By Eva Mathews
(Reuters) -GSK beat market estimates for fourth-quarter results on Wednesday, and unveiled an upbeat forecast for 2024 and beyond on the ramp-up of its vaccines and cancer drugs pipeline, underscoring the benefits of its consumer health unit spin-off.
This is the British drugmaker's first annual earnings report after it spun off Haleon in July 2022. While GSK has been selling its stake, it still remains a top shareholder in the company that owns Sensodyne toothpaste and other household brands.
CEO Emma Walmsley's strategy has been centred around sharpening GSK's focus on vaccines and infectious diseases, and shifting its HIV focus to long-acting treatment and prevention therapies, amid a series of upcoming patent expiries and declining revenue from current bestsellers.
"We are now planning for at least 12 major launches from 2025, with new Vaccines and Specialty Medicines for infectious diseases, HIV, respiratory and oncology," Walmsley said in a statement.
The company is betting on Arexvy, its respiratory syncytial virus (RSV) for older adults, to be its next blockbuster medicine, as costly U.S. litigation over discontinued heartburn drug Zantac looms and it recovers from a series of setbacks in its cancer portfolio.

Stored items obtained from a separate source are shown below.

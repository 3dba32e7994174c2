use std::collections::HashMap;

use crate::error::{Error, Result};
use crate::reader::{BinaryReader, ReadSeek};

/// One node of a type tree: a field name, its declared type name, its leaf
/// byte size (if it is a leaf), opaque flags, array-ness, and its children
/// in declaration order.
#[derive(Debug, Clone, PartialEq)]
pub struct FieldDef {
    pub name: String,
    pub type_name: String,
    /// `None` for a non-leaf node (the stream's `0xFFFFFFFF` sentinel).
    pub size: Option<u32>,
    /// Preserved but not interpreted by the decoder.
    pub flags: u32,
    pub is_array: bool,
    pub children: Vec<FieldDef>,
}

impl FieldDef {
    pub fn is_leaf(&self) -> bool {
        self.children.is_empty()
    }

    pub fn is_record(&self) -> bool {
        !self.is_array && !self.children.is_empty()
    }
}

/// Mapping from type code (class ID) to its root [`FieldDef`].
pub type TypeTable = HashMap<u32, FieldDef>;

/// `class_code` sentinel indicating the 32-byte identity block variant
/// rather than the usual 16-byte one.
const WIDE_IDENTITY_CODE: u32 = 0xFFFFFFFF;

/// Defensive upper bound on a single type record's attribute count, mirroring
/// `original_source/assetbundle.py`'s `assert attr_cnt < 2048` guard ahead of
/// its own attribute-table read.
const MAX_ATTR_COUNT: u32 = 2048;

/// Reads the `are_defs` flag and the schema section (`type_count` type
/// records), returning the opaque flag and the populated [`TypeTable`].
pub fn read_schema<R: ReadSeek>(reader: &mut BinaryReader<R>) -> Result<(u8, TypeTable)> {
    let are_defs = reader.read_u8()?;
    let type_count = reader.read_u32_le()?;

    let mut table = TypeTable::with_capacity(type_count as usize);
    for _ in 0..type_count {
        let (class_code, root) = read_type_record(reader)?;
        table.insert(class_code, root);
    }
    Ok((are_defs, table))
}

fn read_type_record<R: ReadSeek>(reader: &mut BinaryReader<R>) -> Result<(u32, FieldDef)> {
    let class_code = reader.read_u32_le()?;

    let identity_len = if class_code == WIDE_IDENTITY_CODE { 32 } else { 16 };
    let _identity = reader.read_bytes(identity_len)?;

    let attr_count = reader.read_u32_le()?;
    let stab_len = reader.read_u32_le()?;

    if attr_count >= MAX_ATTR_COUNT {
        return Err(Error::SanityBound {
            what: "attr_count",
            value: attr_count as u64,
            bound: MAX_ATTR_COUNT as u64,
        });
    }

    let attrs = reader.read_bytes(attr_count as usize * 24)?;
    let stab = reader.read_bytes(stab_len as usize)?;

    let root = build_tree(&attrs, attr_count as usize, &stab)?;
    Ok((class_code, root))
}

struct RawAttr {
    level: u8,
    is_array: bool,
    type_off: u32,
    name_off: u32,
    size: u32,
    flags: u32,
}

fn parse_attrs(attrs: &[u8], count: usize) -> Result<Vec<RawAttr>> {
    let mut out = Vec::with_capacity(count);
    for i in 0..count {
        let rec = &attrs[i * 24..i * 24 + 24];
        let level = rec[2];
        let is_array = rec[3] != 0;
        let type_off = u32::from_le_bytes(rec[4..8].try_into().unwrap());
        let name_off = u32::from_le_bytes(rec[8..12].try_into().unwrap());
        let size = u32::from_le_bytes(rec[12..16].try_into().unwrap());
        // rec[16..20] is the "index" field; read and discarded, not
        // surfaced on FieldDef.
        let flags = u32::from_le_bytes(rec[20..24].try_into().unwrap());

        if level >= 32 {
            return Err(Error::MalformedSchema {
                reason: format!("type-tree depth {level} exceeds the maximum of 32"),
            });
        }

        out.push(RawAttr {
            level,
            is_array,
            type_off,
            name_off,
            size,
            flags,
        });
    }
    Ok(out)
}

/// Reconstructs the tree from a flat, level-tagged attribute list by
/// keeping a stack of "current parent at depth k".
fn build_tree(attrs: &[u8], attr_count: usize, stab: &[u8]) -> Result<FieldDef> {
    let raw = parse_attrs(attrs, attr_count)?;

    let mut roots: Vec<FieldDef> = Vec::new();
    // stack[d] is a path of indices into `roots`/children identifying the
    // node most recently pushed at depth d.
    let mut stack: Vec<Vec<usize>> = Vec::new();

    for attr in &raw {
        let name = resolve_string(attr.name_off, stab)?;
        let type_name = resolve_string(attr.type_off, stab)?;
        let size = if attr.size == 0xFFFF_FFFF {
            None
        } else {
            Some(attr.size)
        };
        let node = FieldDef {
            name,
            type_name,
            size,
            flags: attr.flags,
            is_array: attr.is_array,
            children: Vec::new(),
        };

        let level = attr.level as usize;
        if level > stack.len() {
            return Err(Error::MalformedSchema {
                reason: format!(
                    "type-tree level jumped from depth {} to {level} with no intervening parent",
                    stack.len()
                ),
            });
        }
        stack.truncate(level);

        if level == 0 {
            roots.push(node);
            stack.push(vec![roots.len() - 1]);
        } else {
            let parent_path = stack[level - 1].clone();
            let parent = path_mut(&mut roots, &parent_path);
            parent.children.push(node);
            let mut child_path = parent_path;
            child_path.push(parent.children.len() - 1);
            stack.push(child_path);
        }
    }

    if roots.len() != 1 {
        return Err(Error::MalformedSchema {
            reason: format!(
                "expected exactly one level-0 node per type record, found {}",
                roots.len()
            ),
        });
    }
    Ok(roots.into_iter().next().unwrap())
}

/// Walks `path` into `roots`, where `path[0]` indexes `roots` and every
/// subsequent entry indexes into the previous node's `children`.
fn path_mut<'a>(roots: &'a mut [FieldDef], path: &[usize]) -> &'a mut FieldDef {
    let mut node = &mut roots[path[0]];
    for &idx in &path[1..] {
        node = &mut node.children[idx];
    }
    node
}

/// Resolves a name/type offset: high bit set means "look up the low 31 bits
/// in the base-string dictionary", otherwise it's a byte index into the
/// type record's local string table (`stab`), NUL-terminated.
fn resolve_string(offset: u32, stab: &[u8]) -> Result<String> {
    if offset & 0x8000_0000 != 0 {
        Ok(base_string(offset & 0x7FFF_FFFF).to_string())
    } else {
        let start = offset as usize;
        let slice = stab.get(start..).ok_or_else(|| Error::MalformedSchema {
            reason: format!("string table offset {offset} out of bounds"),
        })?;
        let end = slice.iter().position(|&b| b == 0).unwrap_or(slice.len());
        String::from_utf8(slice[..end].to_vec()).map_err(|e| Error::InvalidUtf8 {
            offset: offset as u64,
            source: e,
        })
    }
}

/// Resolves a base-string-dictionary offset, falling back to `"TypeUnknown"`
/// for offsets this fixed table doesn't carry — mirroring
/// `original_source/assetbundle.py`'s `defaultdict(lambda: "TypeUnknown")`.
pub fn base_string(offset: u32) -> &'static str {
    BASE_STRINGS
        .iter()
        .find(|(off, _)| *off == offset)
        .map(|(_, name)| *name)
        .unwrap_or("TypeUnknown")
}

/// The base-string dictionary, reproduced verbatim from
/// `original_source/assetbundle.py`'s `baseStrings` table. Fixed data for
/// this format; offsets not listed here resolve to `"TypeUnknown"`.
pub const BASE_STRINGS: &[(u32, &str)] = &[
    (0, "AABB"),
    (5, "AnimationClip"),
    (19, "AnimationCurve"),
    (49, "Array"),
    (55, "Base"),
    (60, "BitField"),
    (76, "bool"),
    (81, "char"),
    (86, "ColorRGBA"),
    (106, "data"),
    (138, "FastPropertyName"),
    (155, "first"),
    (161, "float"),
    (167, "Font"),
    (172, "GameObject"),
    (183, "Generic Mono"),
    (208, "GUID"),
    (222, "int"),
    (241, "map"),
    (245, "Matrix4x4f"),
    (262, "NavMeshSettings"),
    (263, "MonoBehaviour"),
    (277, "MonoScript"),
    (299, "m_Curve"),
    (349, "m_Enabled"),
    (374, "m_GameObject"),
    (427, "m_Name"),
    (490, "m_Script"),
    (519, "m_Type"),
    (526, "m_Version"),
    (543, "pair"),
    (548, "PPtr<Component>"),
    (564, "PPtr<GameObject>"),
    (581, "PPtr<Material>"),
    (616, "PPtr<MonoScript>"),
    (633, "PPtr<Object>"),
    (688, "PPtr<Texture>"),
    (702, "PPtr<Texture2D>"),
    (718, "PPtr<Transform>"),
    (741, "Quaternionf"),
    (753, "Rectf"),
    (778, "second"),
    (795, "size"),
    (800, "SInt16"),
    (814, "int64"),
    (840, "string"),
    (847, "TextAsset"),
    (874, "Texture2D"),
    (884, "Transform"),
    (894, "TypelessData"),
    (907, "UInt16"),
    (928, "UInt8"),
    (934, "unsigned int"),
    (981, "vector"),
    (988, "Vector2f"),
    (997, "Vector3f"),
    (1006, "Vector4f"),
];

#[cfg(test)]
mod tests {
    use super::*;

    #[test]
    fn base_string_resolves_known_offsets() {
        assert_eq!(base_string(427), "m_Name");
        assert_eq!(base_string(0), "AABB");
        assert_eq!(base_string(1006), "Vector4f");
    }

    #[test]
    fn base_string_falls_back_for_unknown_offsets() {
        assert_eq!(base_string(999_999), "TypeUnknown");
    }

    #[test]
    fn resolve_string_high_bit_uses_base_dictionary() {
        let resolved = resolve_string(0x8000_01AB, &[]).unwrap();
        assert_eq!(resolved, "m_Name");
    }

    #[test]
    fn resolve_string_local_reads_from_stab() {
        let stab = b"Hello\0World\0";
        assert_eq!(resolve_string(0, stab).unwrap(), "Hello");
        assert_eq!(resolve_string(6, stab).unwrap(), "World");
    }

    fn attr_bytes(
        level: u8,
        is_array: bool,
        type_off: u32,
        name_off: u32,
        size: u32,
    ) -> [u8; 24] {
        let mut buf = [0u8; 24];
        buf[2] = level;
        buf[3] = is_array as u8;
        buf[4..8].copy_from_slice(&type_off.to_le_bytes());
        buf[8..12].copy_from_slice(&name_off.to_le_bytes());
        buf[12..16].copy_from_slice(&size.to_le_bytes());
        buf
    }

    #[test]
    fn build_tree_reconstructs_nesting_from_level_deltas() {
        // root (record) -> child "m_Name" (string, leaf-ish handled elsewhere)
        let stab = b"Root\0Child\0int\0";
        let mut attrs = Vec::new();
        attrs.extend_from_slice(&attr_bytes(0, false, 0x8000_0840, 0, 0xFFFF_FFFF));
        attrs.extend_from_slice(&attr_bytes(1, false, 11, 5, 4));

        let root = build_tree(&attrs, 2, stab).unwrap();
        assert_eq!(root.name, "Root");
        assert_eq!(root.type_name, "string");
        assert_eq!(root.size, None);
        assert_eq!(root.children.len(), 1);
        assert_eq!(root.children[0].name, "Child");
        assert_eq!(root.children[0].type_name, "int");
        assert_eq!(root.children[0].size, Some(4));
    }

    #[test]
    fn build_tree_rejects_more_than_one_root() {
        let stab = b"A\0B\0";
        let mut attrs = Vec::new();
        attrs.extend_from_slice(&attr_bytes(0, false, 0, 0, 0));
        attrs.extend_from_slice(&attr_bytes(0, false, 2, 2, 0));
        let err = build_tree(&attrs, 2, stab).unwrap_err();
        assert!(matches!(err, Error::MalformedSchema { .. }));
    }

    #[test]
    fn build_tree_rejects_level_jump_instead_of_panicking() {
        let stab = b"Root\0Child\0";
        let mut attrs = Vec::new();
        attrs.extend_from_slice(&attr_bytes(0, false, 0, 0, 0xFFFF_FFFF));
        // Jumps straight from depth 0 to depth 2 with no depth-1 parent.
        attrs.extend_from_slice(&attr_bytes(2, false, 5, 5, 4));
        let err = build_tree(&attrs, 2, stab).unwrap_err();
        assert!(matches!(err, Error::MalformedSchema { .. }));
    }

    #[test]
    fn read_type_record_rejects_absurd_attr_count() {
        let mut bytes = Vec::new();
        bytes.extend_from_slice(&0u32.to_le_bytes()); // class_code
        bytes.extend_from_slice(&[0u8; 16]); // identity
        bytes.extend_from_slice(&u32::MAX.to_le_bytes()); // attr_count
        bytes.extend_from_slice(&0u32.to_le_bytes()); // stab_len
        let mut reader = BinaryReader::new(std::io::Cursor::new(bytes));
        let err = read_type_record(&mut reader).unwrap_err();
        assert!(matches!(err, Error::SanityBound { what: "attr_count", .. }));
    }
}
use std::env;
use std::process;

use unity_asset_reader::open_path;

fn main() {
    tracing_subscriber::fmt::init();

    let args: Vec<String> = env::args().collect();
    if args.len() < 2 {
        eprintln!("usage: {} <asset-file>", args[0]);
        process::exit(1);
    }

    let path = &args[1];
    let assets = match open_path(path, None) {
        Ok(assets) => assets,
        Err(e) => {
            eprintln!("failed to open {path}: {e}");
            process::exit(1);
        }
    };

    tracing::info!(asset_count = assets.len(), "unwrapped");

    for (i, asset) in assets.iter().enumerate() {
        println!(
            "asset {i}: version={} platform={} objects={}",
            asset.version,
            asset.platform,
            asset.object_count()
        );
        for promise in asset.promises() {
            println!(
                "  object path_id={} type={}",
                promise.path_id_hex(),
                promise.type_name
            );
            match promise.fulfill() {
                Ok(value) => match value.to_json_pretty() {
                    Ok(json) => println!("{json}"),
                    Err(e) => eprintln!("    failed to render object as JSON: {e}"),
                },
                Err(e) => eprintln!("    failed to decode object: {e}"),
            }
        }
    }
}
//! Relation definitions used to build EXISTS subqueries.

use std::collections::BTreeMap;

use serde::{Deserialize, Serialize};

/// How one table reaches a related table.
///
/// The subquery for a relation matches
/// `related.related_key = owner.local_key`.
#[derive(Debug, Clone, Serialize, Deserialize, PartialEq, Eq)]
pub struct Relation {
    /// Related table.
    pub table: String,
    /// Column on the owning table.
    pub local_key: String,
    /// Column on the related table.
    pub related_key: String,
}

impl Relation {
    /// Owner holds the foreign key (`posts.author_id` → `users.id`).
    pub fn belongs_to(table: &str, foreign_key: &str, owner_key: &str) -> Self {
        Self {
            table: table.to_string(),
            local_key: foreign_key.to_string(),
            related_key: owner_key.to_string(),
        }
    }

    /// Related rows hold the foreign key (`users.id` ← `posts.author_id`).
    pub fn has_many(table: &str, foreign_key: &str, local_key: &str) -> Self {
        Self {
            table: table.to_string(),
            local_key: local_key.to_string(),
            related_key: foreign_key.to_string(),
        }
    }

    /// Same key layout as `has_many`; EXISTS makes the cardinality irrelevant.
    pub fn has_one(table: &str, foreign_key: &str, local_key: &str) -> Self {
        Self::has_many(table, foreign_key, local_key)
    }

    /// Convention for relations nobody registered: `owner.{relation}_id = related.id`.
    pub(crate) fn conventional(relation: &str, table: &str) -> Self {
        Self::belongs_to(table, &format!("{relation}_id"), "id")
    }
}

/// Relations keyed by owning table, then relation name.
#[derive(Debug, Clone, Default, Serialize, Deserialize, PartialEq, Eq)]
#[serde(transparent)]
pub struct RelationGraph {
    tables: BTreeMap<String, BTreeMap<String, Relation>>,
}

impl RelationGraph {
    pub fn new() -> Self {
        Self::default()
    }

    /// Register a relation, builder style.
    pub fn with(mut self, owner: &str, name: &str, relation: Relation) -> Self {
        self.insert(owner, name, relation);
        self
    }

    pub fn insert(&mut self, owner: &str, name: &str, relation: Relation) {
        self.tables
            .entry(owner.to_string())
            .or_default()
            .insert(name.to_string(), relation);
    }

    pub fn get(&self, owner: &str, name: &str) -> Option<&Relation> {
        self.tables.get(owner)?.get(name)
    }

    /// Merge another graph in; relations in `other` win.
    pub fn extend(&mut self, other: RelationGraph) {
        for (owner, relations) in other.tables {
            self.tables.entry(owner).or_default().extend(relations);
        }
    }

    pub fn is_empty(&self) -> bool {
        self.tables.values().all(BTreeMap::is_empty)
    }
}

#[cfg(test)]
mod tests {
    use super::*;

    #[test]
    fn belongs_to_keys() {
        let rel = Relation::belongs_to("users", "author_id", "id");
        assert_eq!(rel.local_key, "author_id");
        assert_eq!(rel.related_key, "id");
    }

    #[test]
    fn has_many_keys() {
        let rel = Relation::has_many("comments", "post_id", "id");
        assert_eq!(rel.local_key, "id");
        assert_eq!(rel.related_key, "post_id");
    }

    #[test]
    fn conventional_relation_uses_relation_name() {
        let rel = Relation::conventional("author", "users");
        assert_eq!(rel, Relation::belongs_to("users", "author_id", "id"));
    }

    #[test]
    fn graph_lookup_by_owner_and_name() {
        let graph = RelationGraph::new()
            .with("posts", "author", Relation::belongs_to("users", "author_id", "id"))
            .with("users", "profile", Relation::has_one("profiles", "user_id", "id"));

        assert_eq!(graph.get("posts", "author").map(|r| r.table.as_str()), Some("users"));
        assert!(graph.get("users", "author").is_none());
        assert!(graph.get("comments", "author").is_none());
        assert!(!graph.is_empty());
    }

    #[test]
    fn extend_overrides_existing_relation() {
        let mut graph = RelationGraph::new().with(
            "posts",
            "author",
            Relation::belongs_to("users", "author_id", "id"),
        );
        graph.extend(RelationGraph::new().with(
            "posts",
            "author",
            Relation::belongs_to("members", "member_id", "id"),
        ));

        assert_eq!(
            graph.get("posts", "author").map(|r| r.table.as_str()),
            Some("members")
        );
    }

    #[test]
    fn deserializes_from_yaml() {
        let yaml = r#"
posts:
  author:
    table: users
    local_key: author_id
    related_key: id
"#;
        let graph: RelationGraph = serde_yml::from_str(yaml).unwrap();
        assert_eq!(
            graph.get("posts", "author"),
            Some(&Relation::belongs_to("users", "author_id", "id"))
        );
    }
}
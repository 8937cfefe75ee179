//! Smart filter library.
//!
//! Translates HTTP-style filter maps (`?name=Alice&author.created_at[date_from]=...`)
//! into constraints on a query builder. The library exposes:
//! - `filter`: attribute spec types, the resolver and the applicator
//! - `query`: the `FilterQuery` seam with SeaQuery and recording implementations
//! - `config`: loading per-entity attribute specs and relations from JSON, YAML or TOML

pub mod config;
pub mod error;
pub mod filter;
pub mod query;

pub use config::{CONFIG_ENV_VAR, EntityConfig, FilterConfig};
pub use error::{FilterError, FilterResult};
pub use filter::{
    ApplyFilterExt, AttributeSpec, FilterOperation, FilterValue, Filterable,
    FilterableAttributes, MAX_RELATION_DEPTH, RawFilters, ResolvedFilter, ResolvedFilters, apply,
    resolve,
};
pub use query::{
    Constraint, ConstraintSet, DateComparison, FilterQuery, Relation, RelationGraph, SelectQuery,
};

Arexvy clocked sales of 1.24 billion pounds for the year ended Dec. 31, following a strong second-half launch that has trounced a shot from U.S. rival Pfizer (NYSE:PFE).
GSK expects its adjusted profit per share to increase between 6% and 9% in 2024, on sales growth of 5%-7%, above analysts' expectations for growth, according to a company-supplied poll.
The company also expects sales and adjusted operating profit to grow more than 7% and 11% annually by 2026, compared with 5% and 10% forecast earlier, respectively.
By 2031, GSK now expects to achieve sales of more than 38 billion pounds, 5 billion pounds ahead of what was estimated earlier.
It reported a fourth-quarter profit of 28.9 pence per share on sales of 8.05 billion pounds ($10.20 billion), compared with analysts' average expectations of 28.63 pence profit on sales of 7.29 billion pounds, according to LSEG data.
"GSK's exposure to the US, which accounts for 52% of overall revenues, provides particularly lucrative possibilities, while Europe and International give geographical diversification as well as the occasional country-specific drug which can dominate the local market," said Richard Hunter, head of markets at interactive investor.
Shares in the company were down 1%. They are up nearly 9% in the last 12 months, compared with a 1.5% dip in London's blue-chip FTSE 100 index.
Walmsley said the company had not seen any "meaningful impact so far", from Red Sea related shipping disruptions.